Available data below:

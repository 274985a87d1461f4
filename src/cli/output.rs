//! Output formatting utilities for CLI operations.

use std::io::{self, Write};

use patchtester::persistence::{PullRecord, SchemaVersion};

use super::CliError;

/// Reports the schema version after migrations.
pub fn write_schema_version<W: Write>(
    writer: &mut W,
    version: &SchemaVersion,
) -> Result<(), CliError> {
    writeln!(writer, "Database schema at version {}", version.as_str()).map_err(|e| io_error(&e))
}

/// Reports one stored synchronisation page.
pub fn write_sync_progress<W: Write>(
    writer: &mut W,
    page: u32,
    last_page: Option<u32>,
) -> Result<(), CliError> {
    match last_page {
        Some(last) if last >= page => writeln!(writer, "Stored page {page} of {last}"),
        _ => writeln!(writer, "Stored page {page}"),
    }
    .map_err(|e| io_error(&e))
}

/// Reports a finished synchronisation.
pub fn write_sync_summary<W: Write>(
    writer: &mut W,
    pages: u32,
    stored: u64,
) -> Result<(), CliError> {
    writeln!(
        writer,
        "Synchronised {stored} open pull request(s) in {pages} request(s)"
    )
    .map_err(|e| io_error(&e))
}

/// Writes the mirrored pull requests, one per line.
pub fn write_pull_listing<W: Write>(
    writer: &mut W,
    pulls: &[PullRecord],
    total: u64,
) -> Result<(), CliError> {
    if pulls.is_empty() {
        writeln!(writer, "No pull requests found. Run with --sync first.")
            .map_err(|e| io_error(&e))?;
        return Ok(());
    }

    for pull in pulls {
        let mut markers = String::new();
        if let Some(test_id) = pull.applied_test_id {
            markers.push_str(&format!("[applied as test {test_id}] "));
        }
        if pull.is_fast_track {
            markers.push_str("[RTC] ");
        }
        if !pull.branch.is_empty() {
            markers.push_str(&format!("({}) ", pull.branch));
        }
        writeln!(writer, "  #{} {markers}{}", pull.pull_id, pull.title)
            .map_err(|e| io_error(&e))?;
    }

    writeln!(writer).map_err(|e| io_error(&e))?;
    writeln!(writer, "{} of {total} pull request(s) shown", pulls.len()).map_err(|e| io_error(&e))
}

/// Reports the outcome of applying a pull request.
pub fn write_apply_outcome<W: Write>(
    writer: &mut W,
    pull_id: u64,
    applied: bool,
) -> Result<(), CliError> {
    if applied {
        writeln!(writer, "Applied pull request #{pull_id}")
    } else {
        writeln!(
            writer,
            "Pull request #{pull_id} changes no files that ship with the site; nothing applied"
        )
    }
    .map_err(|e| io_error(&e))
}

/// Reports the outcome of reverting an applied test.
pub fn write_revert_outcome<W: Write>(writer: &mut W, test_id: u64) -> Result<(), CliError> {
    writeln!(writer, "Reverted applied test {test_id}").map_err(|e| io_error(&e))
}

/// Converts an I/O error to a [`CliError::Output`].
pub(crate) fn io_error(error: &io::Error) -> CliError {
    CliError::Output {
        message: error.to_string(),
    }
}
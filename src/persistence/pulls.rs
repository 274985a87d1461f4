//! Registry of open pull requests mirrored from GitHub.
//!
//! The synchroniser refreshes this table wholesale; the patch engine only
//! touches the `sha` column, which records the head commit of the currently
//! applied test for a pull request.

use diesel::Connection;
use diesel::OptionalExtension;
use diesel::QueryableByName;
use diesel::RunQueryDsl;
use diesel::query_builder::{BoxedSqlQuery, SqlQuery};
use diesel::sql_query;
use diesel::sql_types::{BigInt, Bool, Nullable, Text};
use diesel::sqlite::Sqlite;

use super::PersistenceError;
use super::connection::{DatabaseUrl, id_from_i64, id_to_i64, map_query_error, map_write_error};

const PULLS_TABLE: &str = "pulls";

/// A pull request row as stored in the registry.
#[derive(Debug, Clone, PartialEq, Eq)]
pub struct PullRecord {
    /// GitHub pull request number.
    pub pull_id: u64,
    /// Title, truncated for storage.
    pub title: String,
    /// Description, truncated for storage.
    pub description: String,
    /// HTML URL of the pull request.
    pub pull_url: String,
    /// Whether the pull request carries the fast-track label.
    pub is_fast_track: bool,
    /// Target branch taken from the branch label, possibly empty.
    pub branch: String,
    /// Head commit of the applied test, empty when nothing is applied.
    pub applied_sha: String,
    /// Identifier of the applied test referencing this pull, if any.
    pub applied_test_id: Option<u64>,
}

impl PullRecord {
    /// Returns true when a test for this pull request is currently applied.
    #[must_use]
    pub const fn is_applied(&self) -> bool {
        self.applied_test_id.is_some()
    }
}

/// Data required to insert a pull request row during synchronisation.
#[derive(Debug, Clone, PartialEq, Eq)]
pub struct NewPull {
    /// GitHub pull request number.
    pub pull_id: u64,
    /// Title, already truncated.
    pub title: String,
    /// Description, already truncated.
    pub description: String,
    /// HTML URL of the pull request.
    pub pull_url: String,
    /// Whether the pull request carries the fast-track label.
    pub is_fast_track: bool,
    /// Target branch taken from the branch label, possibly empty.
    pub branch: String,
}

/// Column used to order pull listings.
#[derive(Debug, Clone, Copy, PartialEq, Eq, Default)]
pub enum PullOrdering {
    /// Order by pull request number.
    #[default]
    PullId,
    /// Order by title.
    Title,
    /// Order by applied state, then by pull request number.
    Applied,
}

/// Sort direction for pull listings.
#[derive(Debug, Clone, Copy, PartialEq, Eq, Default)]
pub enum SortDirection {
    /// Ascending order.
    Ascending,
    /// Descending order.
    #[default]
    Descending,
}

impl SortDirection {
    const fn as_sql(self) -> &'static str {
        match self {
            Self::Ascending => "ASC",
            Self::Descending => "DESC",
        }
    }
}

/// Parsed search input for pull listings.
#[derive(Debug, Clone, PartialEq, Eq)]
pub enum SearchTerm {
    /// Exact pull request number, from `id:<n>` or a bare number.
    PullId(u64),
    /// Case-insensitive title substring.
    Title(String),
}

impl SearchTerm {
    /// Interprets free-form search input.
    ///
    /// `id:42` and `42` both select pull request 42; anything else is matched
    /// against titles. Blank input yields `None`.
    #[must_use]
    pub fn parse(input: &str) -> Option<Self> {
        let trimmed = input.trim();
        if trimmed.is_empty() {
            return None;
        }

        let id_candidate = trimmed
            .get(..3)
            .filter(|prefix| prefix.eq_ignore_ascii_case("id:"))
            .and_then(|_| trimmed.get(3..))
            .unwrap_or(trimmed);

        id_candidate.trim().parse::<u64>().map_or_else(
            |_| Some(Self::Title(trimmed.to_owned())),
            |pull_id| Some(Self::PullId(pull_id)),
        )
    }
}

/// Filters, ordering, and paging for pull listings.
#[derive(Debug, Clone, Default, PartialEq, Eq)]
pub struct PullFilter {
    /// Optional search term.
    pub search: Option<SearchTerm>,
    /// Restrict to applied (`Some(true)`) or unapplied (`Some(false)`) pulls.
    pub applied: Option<bool>,
    /// Restrict to a target branch.
    pub branch: Option<String>,
    /// Restrict to fast-tracked (`Some(true)`) or other pulls.
    pub fast_track: Option<bool>,
    /// Ordering column.
    pub ordering: PullOrdering,
    /// Ordering direction.
    pub direction: SortDirection,
    /// Maximum number of rows to return.
    pub limit: Option<u32>,
    /// Number of rows to skip.
    pub offset: u32,
}

/// Storage for mirrored pull requests.
pub trait PullRepository: Send + Sync {
    /// Removes every pull request row.
    ///
    /// # Errors
    ///
    /// Returns [`PersistenceError`] when the delete fails.
    fn truncate(&self) -> Result<(), PersistenceError>;

    /// Inserts or refreshes a batch of pull requests, returning the number of
    /// rows written.
    ///
    /// # Errors
    ///
    /// Returns [`PersistenceError`] when any row fails; the batch is written
    /// in a single transaction.
    fn insert_batch(&self, pulls: &[NewPull]) -> Result<usize, PersistenceError>;

    /// Loads a single pull request.
    ///
    /// # Errors
    ///
    /// Returns [`PersistenceError`] when the query fails.
    fn find(&self, pull_id: u64) -> Result<Option<PullRecord>, PersistenceError>;

    /// Records the head commit of the applied test for a pull request.
    ///
    /// # Errors
    ///
    /// Returns [`PersistenceError`] when the update fails.
    fn set_applied_sha(&self, pull_id: u64, sha: &str) -> Result<(), PersistenceError>;

    /// Clears the applied commit for a pull request.
    ///
    /// # Errors
    ///
    /// Returns [`PersistenceError`] when the update fails.
    fn clear_applied_sha(&self, pull_id: u64) -> Result<(), PersistenceError> {
        self.set_applied_sha(pull_id, "")
    }

    /// Lists pull requests matching the filter.
    ///
    /// # Errors
    ///
    /// Returns [`PersistenceError`] when the query fails.
    fn list(&self, filter: &PullFilter) -> Result<Vec<PullRecord>, PersistenceError>;

    /// Counts pull requests matching the filter, ignoring paging.
    ///
    /// # Errors
    ///
    /// Returns [`PersistenceError`] when the query fails.
    fn count(&self, filter: &PullFilter) -> Result<u64, PersistenceError>;

    /// Lists the distinct non-empty branches in ascending order.
    ///
    /// # Errors
    ///
    /// Returns [`PersistenceError`] when the query fails.
    fn branches(&self) -> Result<Vec<String>, PersistenceError>;
}

/// SQLite-backed pull request registry.
#[derive(Debug, Clone)]
pub struct SqlitePullRepository {
    database_url: DatabaseUrl,
}

impl SqlitePullRepository {
    /// Creates a registry targeting the configured `database_url`.
    ///
    /// # Errors
    ///
    /// Returns [`PersistenceError::BlankDatabaseUrl`] when the URL is blank.
    pub fn new(database_url: impl Into<String>) -> Result<Self, PersistenceError> {
        Ok(Self {
            database_url: DatabaseUrl::new(database_url)?,
        })
    }
}

#[derive(Debug, QueryableByName)]
struct PullRow {
    #[diesel(sql_type = BigInt)]
    pull_id: i64,
    #[diesel(sql_type = Text)]
    title: String,
    #[diesel(sql_type = Text)]
    description: String,
    #[diesel(sql_type = Text)]
    pull_url: String,
    #[diesel(sql_type = Bool)]
    is_rtc: bool,
    #[diesel(sql_type = Text)]
    branch: String,
    #[diesel(sql_type = Text)]
    sha: String,
    #[diesel(sql_type = Nullable<BigInt>)]
    applied_test_id: Option<i64>,
}

impl From<PullRow> for PullRecord {
    fn from(row: PullRow) -> Self {
        Self {
            pull_id: id_from_i64(row.pull_id),
            title: row.title,
            description: row.description,
            pull_url: row.pull_url,
            is_fast_track: row.is_rtc,
            branch: row.branch,
            applied_sha: row.sha,
            applied_test_id: row.applied_test_id.map(id_from_i64),
        }
    }
}

const SELECT_PULLS: &str = "SELECT a.pull_id, a.title, a.description, a.pull_url, a.is_rtc, \
     a.branch, a.sha, t.id AS applied_test_id \
     FROM pulls AS a LEFT JOIN tests AS t ON t.pull_id = a.pull_id WHERE 1 = 1";

const COUNT_PULLS: &str = "SELECT COUNT(*) AS count \
     FROM pulls AS a LEFT JOIN tests AS t ON t.pull_id = a.pull_id WHERE 1 = 1";

type BoxedQuery<'f> = BoxedSqlQuery<'f, Sqlite, SqlQuery>;

fn apply_filters<'f>(query: BoxedQuery<'f>, filter: &PullFilter) -> BoxedQuery<'f> {
    let mut filtered = match &filter.search {
        Some(SearchTerm::PullId(pull_id)) => query
            .sql(" AND a.pull_id = ?")
            .bind::<BigInt, _>(id_to_i64(*pull_id)),
        Some(SearchTerm::Title(title)) => query
            .sql(" AND a.title LIKE ? ESCAPE '\\'")
            .bind::<Text, _>(like_pattern(title)),
        None => query,
    };

    filtered = match filter.applied {
        Some(true) => filtered.sql(" AND t.id IS NOT NULL"),
        Some(false) => filtered.sql(" AND t.id IS NULL"),
        None => filtered,
    };

    if let Some(branch) = &filter.branch {
        filtered = filtered
            .sql(" AND a.branch = ?")
            .bind::<Text, _>(branch.clone());
    }

    match filter.fast_track {
        Some(fast_track) => filtered
            .sql(" AND a.is_rtc = ?")
            .bind::<Bool, _>(fast_track),
        None => filtered,
    }
}

fn order_clause(filter: &PullFilter) -> String {
    let direction = filter.direction.as_sql();
    match filter.ordering {
        PullOrdering::PullId => format!(" ORDER BY a.pull_id {direction}"),
        PullOrdering::Title => format!(" ORDER BY a.title {direction}"),
        PullOrdering::Applied => {
            format!(" ORDER BY applied_test_id {direction}, a.pull_id {direction}")
        }
    }
}

fn like_pattern(term: &str) -> String {
    let mut escaped = String::with_capacity(term.len() + 2);
    escaped.push('%');
    for character in term.chars() {
        if matches!(character, '%' | '_' | '\\') {
            escaped.push('\\');
        }
        escaped.push(character);
    }
    escaped.push('%');
    escaped
}

impl PullRepository for SqlitePullRepository {
    fn truncate(&self) -> Result<(), PersistenceError> {
        let mut connection = self.database_url.establish()?;
        sql_query("DELETE FROM pulls;")
            .execute(&mut connection)
            .map(drop)
            .map_err(|error| map_write_error(&mut connection, PULLS_TABLE, &error))
    }

    fn insert_batch(&self, pulls: &[NewPull]) -> Result<usize, PersistenceError> {
        let mut connection = self.database_url.establish()?;

        let result = connection.transaction::<usize, diesel::result::Error, _>(|transaction| {
            let mut written = 0;
            for pull in pulls {
                written += sql_query(
                    "INSERT INTO pulls (pull_id, title, description, pull_url, is_rtc, branch) \
                     VALUES (?, ?, ?, ?, ?, ?) \
                     ON CONFLICT(pull_id) DO UPDATE SET \
                       title = excluded.title, \
                       description = excluded.description, \
                       pull_url = excluded.pull_url, \
                       is_rtc = excluded.is_rtc, \
                       branch = excluded.branch;",
                )
                .bind::<BigInt, _>(id_to_i64(pull.pull_id))
                .bind::<Text, _>(&pull.title)
                .bind::<Text, _>(&pull.description)
                .bind::<Text, _>(&pull.pull_url)
                .bind::<Bool, _>(pull.is_fast_track)
                .bind::<Text, _>(&pull.branch)
                .execute(transaction)?;
            }
            Ok(written)
        });

        result.map_err(|error| map_write_error(&mut connection, PULLS_TABLE, &error))
    }

    fn find(&self, pull_id: u64) -> Result<Option<PullRecord>, PersistenceError> {
        let mut connection = self.database_url.establish()?;

        let row: Option<PullRow> = sql_query(format!("{SELECT_PULLS} AND a.pull_id = ? LIMIT 1;"))
            .bind::<BigInt, _>(id_to_i64(pull_id))
            .get_result(&mut connection)
            .optional()
            .map_err(|error| map_query_error(&mut connection, PULLS_TABLE, &error))?;

        Ok(row.map(PullRecord::from))
    }

    fn set_applied_sha(&self, pull_id: u64, sha: &str) -> Result<(), PersistenceError> {
        let mut connection = self.database_url.establish()?;

        let affected = sql_query("UPDATE pulls SET sha = ? WHERE pull_id = ?;")
            .bind::<Text, _>(sha)
            .bind::<BigInt, _>(id_to_i64(pull_id))
            .execute(&mut connection)
            .map_err(|error| map_write_error(&mut connection, PULLS_TABLE, &error))?;

        if affected == 0 {
            tracing::debug!("pull request {pull_id} is not in the registry; sha not recorded");
        }

        Ok(())
    }

    fn list(&self, filter: &PullFilter) -> Result<Vec<PullRecord>, PersistenceError> {
        let mut connection = self.database_url.establish()?;

        let limit = filter.limit.map_or(-1, i64::from);
        let query = apply_filters(sql_query(SELECT_PULLS).into_boxed(), filter)
            .sql(order_clause(filter))
            .sql(" LIMIT ? OFFSET ?;")
            .bind::<BigInt, _>(limit)
            .bind::<BigInt, _>(i64::from(filter.offset));

        let rows: Vec<PullRow> = query
            .load(&mut connection)
            .map_err(|error| map_query_error(&mut connection, PULLS_TABLE, &error))?;

        Ok(rows.into_iter().map(PullRecord::from).collect())
    }

    fn count(&self, filter: &PullFilter) -> Result<u64, PersistenceError> {
        #[derive(Debug, QueryableByName)]
        struct Row {
            #[diesel(sql_type = BigInt)]
            count: i64,
        }

        let mut connection = self.database_url.establish()?;

        let row: Row = apply_filters(sql_query(COUNT_PULLS).into_boxed(), filter)
            .sql(";")
            .get_result(&mut connection)
            .map_err(|error| map_query_error(&mut connection, PULLS_TABLE, &error))?;

        Ok(id_from_i64(row.count))
    }

    fn branches(&self) -> Result<Vec<String>, PersistenceError> {
        #[derive(Debug, QueryableByName)]
        struct Row {
            #[diesel(sql_type = Text)]
            branch: String,
        }

        let mut connection = self.database_url.establish()?;

        let rows: Vec<Row> = sql_query(
            "SELECT DISTINCT branch FROM pulls WHERE branch != '' ORDER BY branch ASC;",
        )
        .load(&mut connection)
        .map_err(|error| map_query_error(&mut connection, PULLS_TABLE, &error))?;

        Ok(rows.into_iter().map(|row| row.branch).collect())
    }
}
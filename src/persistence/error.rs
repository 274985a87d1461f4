//! Error types for local persistence operations.

use thiserror::Error;

/// Errors returned while initialising, migrating, or querying the local
/// `SQLite` database.
#[derive(Debug, Clone, Error, PartialEq, Eq)]
pub enum PersistenceError {
    /// No database URL/path was provided.
    #[error("database URL is required (use --database-url or PATCHTESTER_DATABASE_URL)")]
    MissingDatabaseUrl,

    /// The database URL/path was present but blank.
    #[error("database URL must not be blank")]
    BlankDatabaseUrl,

    /// Establishing a `SQLite` connection failed.
    #[error("failed to connect to SQLite database: {message}")]
    ConnectionFailed {
        /// Error detail from Diesel.
        message: String,
    },

    /// Running pending migrations failed.
    #[error("failed to run database migrations: {message}")]
    MigrationFailed {
        /// Error detail from Diesel migrations.
        message: String,
    },

    /// Enabling foreign key enforcement failed.
    #[error("failed to enable foreign keys: {message}")]
    ForeignKeysEnableFailed {
        /// Error detail from the PRAGMA execution.
        message: String,
    },

    /// Reading the schema version from the migration table failed.
    #[error("failed to read schema version after migrations: {message}")]
    SchemaVersionQueryFailed {
        /// Error detail from Diesel query execution.
        message: String,
    },

    /// The migrations completed but no schema version could be found.
    #[error("no schema version recorded after migrations ran")]
    MissingSchemaVersion,

    /// The patch tester tables do not exist yet.
    #[error("database schema is not initialised (run with --migrate-db first)")]
    SchemaNotInitialised,

    /// A read query failed.
    #[error("database query failed: {message}")]
    QueryFailed {
        /// Error detail from Diesel.
        message: String,
    },

    /// An insert, update, or delete failed.
    #[error("database write failed: {message}")]
    WriteFailed {
        /// Error detail from Diesel.
        message: String,
    },
}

End of Available data.

◆ Activity
Lines holding the string "SqlQuery" are the answer; copy each one from the listing above.

◆ The answer
use diesel::query_builder::{BoxedSqlQuery, SqlQuery};
type BoxedQuery<'f> = BoxedSqlQuery<'f, Sqlite, SqlQuery>;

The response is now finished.